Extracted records
····················

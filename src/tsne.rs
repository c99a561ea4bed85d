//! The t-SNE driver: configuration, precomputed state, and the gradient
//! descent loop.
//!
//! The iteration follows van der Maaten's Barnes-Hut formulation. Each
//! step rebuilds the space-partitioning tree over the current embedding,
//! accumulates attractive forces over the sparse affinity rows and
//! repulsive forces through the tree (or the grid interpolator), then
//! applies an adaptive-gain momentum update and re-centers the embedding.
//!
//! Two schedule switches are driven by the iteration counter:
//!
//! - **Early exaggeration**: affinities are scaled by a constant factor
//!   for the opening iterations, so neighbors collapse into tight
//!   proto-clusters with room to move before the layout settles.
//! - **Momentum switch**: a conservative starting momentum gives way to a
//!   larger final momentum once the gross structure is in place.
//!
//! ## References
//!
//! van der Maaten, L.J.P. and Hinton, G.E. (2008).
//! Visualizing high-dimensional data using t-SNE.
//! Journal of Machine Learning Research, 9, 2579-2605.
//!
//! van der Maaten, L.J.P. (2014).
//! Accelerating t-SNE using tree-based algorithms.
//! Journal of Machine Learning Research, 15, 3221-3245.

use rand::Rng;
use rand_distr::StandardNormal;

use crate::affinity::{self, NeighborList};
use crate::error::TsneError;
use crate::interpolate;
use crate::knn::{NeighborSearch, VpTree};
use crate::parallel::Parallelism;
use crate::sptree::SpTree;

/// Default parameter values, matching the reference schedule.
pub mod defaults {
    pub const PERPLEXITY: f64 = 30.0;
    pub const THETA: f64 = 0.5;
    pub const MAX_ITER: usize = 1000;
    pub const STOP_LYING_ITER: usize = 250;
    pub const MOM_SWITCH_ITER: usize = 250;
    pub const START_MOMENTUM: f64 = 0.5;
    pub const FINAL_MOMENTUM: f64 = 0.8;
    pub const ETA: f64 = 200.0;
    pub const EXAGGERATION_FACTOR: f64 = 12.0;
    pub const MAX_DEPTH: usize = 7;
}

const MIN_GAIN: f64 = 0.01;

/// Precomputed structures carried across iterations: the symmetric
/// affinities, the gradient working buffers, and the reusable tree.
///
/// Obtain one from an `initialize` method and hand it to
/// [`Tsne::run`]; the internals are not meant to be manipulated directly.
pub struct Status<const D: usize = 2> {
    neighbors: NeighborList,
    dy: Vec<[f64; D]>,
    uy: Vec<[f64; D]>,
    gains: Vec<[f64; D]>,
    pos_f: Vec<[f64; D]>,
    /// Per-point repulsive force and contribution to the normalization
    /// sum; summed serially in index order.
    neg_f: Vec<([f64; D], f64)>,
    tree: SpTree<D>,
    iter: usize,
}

····················

_ACTIVITY_:
Nothing but the lines from the top of the records down to the line with "collapse into tight" belongs in the answer; repeat them exactly.

_EXERCISE RESULT_:
filename src/tsne.rs
repository c99a561ea4bed85d
//! The t-SNE driver: configuration, precomputed state, and the gradient
//! descent loop.
//!
//! The iteration follows van der Maaten's Barnes-Hut formulation. Each
//! step rebuilds the space-partitioning tree over the current embedding,
//! accumulates attractive forces over the sparse affinity rows and
//! repulsive forces through the tree (or the grid interpolator), then
//! applies an adaptive-gain momentum update and re-centers the embedding.
//!
//! Two schedule switches are driven by the iteration counter:
//!
//! - **Early exaggeration**: affinities are scaled by a constant factor
//!   for the opening iterations, so neighbors collapse into tight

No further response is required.